Все эти чужие слова я привожу совсем не в подтверждение своих (как я уже сказал, мне чужого не надо), а в опровержение той мысли моих оппонентов, будто отрицание Белинского является признаком раболепствующего обскурантизма и отжило свой век.
Иных критиков моих, например г. Ч.В-ского („Вестник Европы“, XII, 1913 г.), особенно поразило то, что я не вижу в Белинском, как я выразился, „органического либерализма, тех предчувствий и влюбленных чаяний свободы, которые так обязательны для высокой души, и особенно для души молодой“. П. Н. Сакулин по этому поводу изумляется, что я хочу „быть plus royaliste, que le roi“; г. Ч. В-ский иронически называет меня „свободолюбивым“ (хотя я решительно не могу припомнить, где, когда и в чем проявил я несвободолюбие).
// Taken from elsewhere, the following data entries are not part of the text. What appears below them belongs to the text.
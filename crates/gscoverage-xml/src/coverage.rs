//! The `<coverage>` document writer.
//!
//! A [`CoverageDocument`] is validated first and then written field by field
//! in the order the fields were given. Element names use GeoServer's exact
//! casing regardless of how the caller spelled the keys.

use std::collections::HashSet;
use std::io::{self, Write};

use gscoverage_model::{
    CoverageDescriptor, CoverageDocument, CoverageField, CoverageView, FieldKind, MetadataValue,
    SchemaError,
};
use quick_xml::Writer;
use quick_xml::events::{BytesDecl, Event};
use typed_builder::TypedBuilder;

use crate::error::XmlError;
use crate::serialize::{GsSerialize, write_bool_element, write_string_list, write_text_element};

/// Root element of a coverage document.
pub const COVERAGE_ELEMENT: &str = "coverage";

/// What to do with fields outside the recognized set.
#[derive(Debug, Clone, Copy, Default, PartialEq, Eq)]
pub enum UnknownFieldPolicy {
    /// Drop the field and log a warning.
    #[default]
    Lenient,
    /// Reject the document. Duplicate band indices are rejected as well.
    Strict,
}

/// Options for [`coverage_to_xml`].
#[derive(Debug, Clone, Default, PartialEq, Eq, TypedBuilder)]
pub struct SerializeOptions {
    /// Handling of unrecognized top-level fields.
    #[builder(default)]
    pub unknown_fields: UnknownFieldPolicy,
    /// Prefix the output with `<?xml version="1.0" encoding="UTF-8"?>`.
    #[builder(default)]
    pub xml_declaration: bool,
}

impl SerializeOptions {
    /// Strict options: unknown fields and duplicate band indices are errors.
    #[must_use]
    pub fn strict() -> Self {
        Self {
            unknown_fields: UnknownFieldPolicy::Strict,
            xml_declaration: false,
        }
    }

    fn is_strict(&self) -> bool {
        self.unknown_fields == UnknownFieldPolicy::Strict
    }
}

/// Check a document before it is written.
///
/// Always checked: a non-empty `name`, presence of `namespace` and `store`,
/// non-empty metadata keys, `COVERAGE_VIEW` entries carrying a view, and
/// unique band ids within a view. Strict options additionally reject unknown
/// fields and duplicate band indices.
///
/// # Errors
///
/// Returns a [`SchemaError`] naming the first offending field path.
pub fn validate(doc: &CoverageDocument, options: &SerializeOptions) -> Result<(), SchemaError> {
    match doc.name() {
        None => return Err(SchemaError::missing(FieldKind::Name.as_str())),
        Some("") => {
            return Err(SchemaError::new(FieldKind::Name.as_str(), "must be non-empty"));
        }
        Some(_) => {}
    }
    for required in [FieldKind::Namespace, FieldKind::Store] {
        if doc.find(required).is_none() {
            return Err(SchemaError::missing(required.as_str()));
        }
    }

    for field in doc.fields() {
        match field {
            CoverageField::Metadata(entries) => {
                for (i, entry) in entries.iter().enumerate() {
                    let path = format!("metadata[{i}]");
                    if entry.key.is_empty() {
                        return Err(SchemaError::new(format!("{path}.key"), "must be non-empty"));
                    }
                    match &entry.val {
                        MetadataValue::CoverageView(view) => {
                            validate_view(view, &format!("{path}.coverageView"), options)?;
                        }
                        MetadataValue::Text(_) if entry.is_coverage_view_key() => {
                            return Err(SchemaError::new(
                                format!("{path}.val"),
                                "COVERAGE_VIEW entry must carry a coverage view",
                            ));
                        }
                        MetadataValue::Text(_) => {}
                    }
                }
            }
            CoverageField::Unknown { name, .. } if options.is_strict() => {
                return Err(SchemaError::new(name.as_str(), "unrecognized coverage field"));
            }
            _ => {}
        }
    }
    Ok(())
}
#[cfg(test)]
mod tests {
    use serde_json::json;

    use super::*;

    fn scenario() -> Value {
        json!({
            "name": "ceshi_coverage_01",
            "namespace": {"name": "my_test_2", "atom": "ceshi"},
            "store": {"classname": "coverageStore", "name": "my_test_2:nmefc_2016072112_opdr"},
            "dimensions": [{
                "name": "x_wind_10m",
                "description": "GridSampleDimension[-Infinity,Infinity]",
                "range": ["-inf", "inf"],
                "type": "REAL_32BITS"
            }]
        })
    }

    #[test]
    fn test_should_parse_end_to_end_scenario() {
        let doc = CoverageDocument::from_value(&scenario()).expect("valid descriptor");
        assert_eq!(doc.name(), Some("ceshi_coverage_01"));
        assert_eq!(doc.fields().len(), 4);
        match doc.find(FieldKind::Store) {
            Some(CoverageField::Store(store)) => {
                assert_eq!(store.classname.as_deref(), Some("coverageStore"));
                assert_eq!(store.name, "my_test_2:nmefc_2016072112_opdr");
            }
            other => panic!("unexpected store field: {other:?}"),
        }
        match doc.find(FieldKind::Dimensions) {
            Some(CoverageField::Dimensions(dims)) => {
                assert_eq!(dims.len(), 1);
                assert_eq!(dims[0].dimension_type, SampleType::Real32Bits);
            }
            other => panic!("unexpected dimensions field: {other:?}"),
        }
    }

    #[test]
    fn test_should_match_field_names_case_insensitively() {
        let doc = CoverageDocument::from_value(&json!({
            "NAME": "a",
            "nativecoveragename": "b",
            "requestsrs": ["EPSG:4326"],
        }))
        .expect("valid descriptor");
        let names: Vec<_> = doc.fields().iter().map(CoverageField::element_name).collect();
        assert_eq!(names, ["name", "nativeCoverageName", "requestSRS"]);
    }

    #[test]
    fn test_should_keep_unrecognized_fields_as_unknown() {
        let doc = CoverageDocument::from_value(&json!({"name": "a", "tilte": "typo"}))
            .expect("valid descriptor");
        assert_eq!(doc.unknown_fields().collect::<Vec<_>>(), ["tilte"]);
    }

    #[test]
    fn test_should_name_path_of_metadata_entry_without_key() {
        let err = CoverageDocument::from_value(&json!({
            "name": "a",
            "metadata": [
                {"key": "cachingEnabled", "val": "false"},
                {"name": "entry", "val": "x"}
            ]
        }))
        .unwrap_err();
        assert_eq!(err.path, "metadata[1].key");
    }

    #[test]
    fn test_should_parse_wrapped_coverage_view_with_ordered_bands() {
        let doc = CoverageDocument::from_value(&json!({
            "name": "a",
            "metadata": [{
                "key": "COVERAGE_VIEW",
                "name": "entry",
                "tag": "",
                "val": {"coverageview": {
                    "name": "wind",
                    "envelopeCompositionType": "INTERSECTION",
                    "selectedResolution": "",
                    "selectedResolutionIndex": "-1",
                    "coveragebands": {
                        "coverageband_1": {
                            "definition": "x_wind_10m",
                            "index": 0,
                            "inputcoveragebands": {"inputcoverageband": {"coverageName": "x_wind_10m"}}
                        },
                        "coverageband_2": {
                            "definition": "y_wind_10m",
                            "index": 1,
                            "inputcoveragebands": {"inputcoverageband": {"coverageName": "y_wind_10m"}}
                        }
                    }
                }}
            }]
        }))
        .expect("valid descriptor");

        let Some(CoverageField::Metadata(entries)) = doc.find(FieldKind::Metadata) else {
            panic!("metadata missing");
        };
        let MetadataValue::CoverageView(view) = &entries[0].val else {
            panic!("expected a coverage view");
        };
        assert_eq!(view.name, "wind");
        assert_eq!(view.selected_resolution, "");
        assert_eq!(view.selected_resolution_index, -1);
        let defs: Vec<_> = view.bands().map(|b| b.definition.as_str()).collect();
        assert_eq!(defs, ["x_wind_10m", "y_wind_10m"]);
        assert_eq!(
            view.coverage_bands[1].1.input_coverage_bands[0].coverage_name,
            "y_wind_10m"
        );
    }

    #[test]
    fn test_should_unwrap_coverage_view_next_to_sibling_keys() {
        let doc = CoverageDocument::from_value(&json!({
            "name": "a",
            "metadata": [{
                "key": "COVERAGE_VIEW",
                "val": {
                    "coverageView": {
                        "name": "wind",
                        "coverageBands": {"b0": {"definition": "x", "index": 0}}
                    },
                    "comment": "x"
                }
            }]
        }))
        .expect("valid descriptor");

        let Some(CoverageField::Metadata(entries)) = doc.find(FieldKind::Metadata) else {
            panic!("metadata missing");
        };
        let MetadataValue::CoverageView(view) = &entries[0].val else {
            panic!("expected a coverage view");
        };
        assert_eq!(view.name, "wind");
        assert_eq!(view.coverage_bands.len(), 1);
        assert_eq!(view.coverage_bands[0].0, "b0");
    }

    #[test]
    fn test_should_reject_unknown_envelope_composition_type() {
        let err = CoverageDocument::from_value(&json!({
            "name": "a",
            "metadata": [{
                "key": "COVERAGE_VIEW",
                "val": {"coverageView": {"name": "wind", "envelopeCompositionType": "UNOIN"}}
            }]
        }))
        .unwrap_err();
        assert_eq!(
            err.path,
            "metadata[0].val.coverageView.envelopeCompositionType"
        );
    }

    #[test]
    fn test_should_reject_band_without_index() {
        let err = CoverageDocument::from_value(&json!({
            "name": "a",
            "metadata": [{
                "key": "COVERAGE_VIEW",
                "val": {"coverageBands": {"b0": {"definition": "x"}}}
            }]
        }))
        .unwrap_err();
        assert_eq!(err.path, "metadata[0].val.coverageBands.b0.index");
    }

    #[test]
    fn test_should_accept_dimension_mapping_and_nested_type() {
        let doc = CoverageDocument::from_value(&json!({
            "dimensions": {
                "coverageDimension_1": {
                    "name": "x",
                    "range": {"min": "0", "max": "10"},
                    "dimensionType": {"name": "REAL_64BITS"}
                }
            }
        }))
        .expect("valid descriptor");
        let Some(CoverageField::Dimensions(dims)) = doc.find(FieldKind::Dimensions) else {
            panic!("dimensions missing");
        };
        assert_eq!(dims[0].range, ("0".to_owned(), "10".to_owned()));
        assert_eq!(dims[0].dimension_type, SampleType::Real64Bits);
    }

    #[test]
    fn test_should_treat_blank_store_as_unclassified() {
        let doc = CoverageDocument::from_value(&json!({"store": ""})).expect("valid descriptor");
        assert_eq!(
            doc.find(FieldKind::Store),
            Some(&CoverageField::Store(StoreReference::unclassified("")))
        );
    }

    #[test]
    fn test_should_reject_non_mapping_root() {
        let err = CoverageDocument::from_json_str("[1, 2]").unwrap_err();
        assert_eq!(err.path, "$");
    }
}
В связи с этим важно исправить одну существенную логическую ошибку П. Н. Сакулина. Условно соглашаясь на минуту с моим пониманием Белинского, он спрашивает, чем же в таком случае объяснить славу нашего критика: „Может быть, панегиристы Белинского страшно увлеклись, ценя его либерализм? Ведь у нас есть эта замашка – расхваливать человека за либеральный образ мыслей“. И на свой вопрос г. Сакулин отвечает: „Нет, и эта причина не объясняет нам дела: Ю. И. Айхенвальд убежденно говорит, что „Виссарион Отступник“, эта сума переметная, был либералом весьма сомнительного свойства“. Так вот, логическая ошибка моего рецензента в том, что он смешивает здесь панегиристов Белинского со мною: я-то действительно думаю, что Белинский был сомнительный либерал, но панегиристы его думали и думают противоположное; оттого, ясное дело, мое отрицание либерализма в Белинском не может служить опровержением гипотезы, что другие создавали ему славу именно за предполагаемый либерализм.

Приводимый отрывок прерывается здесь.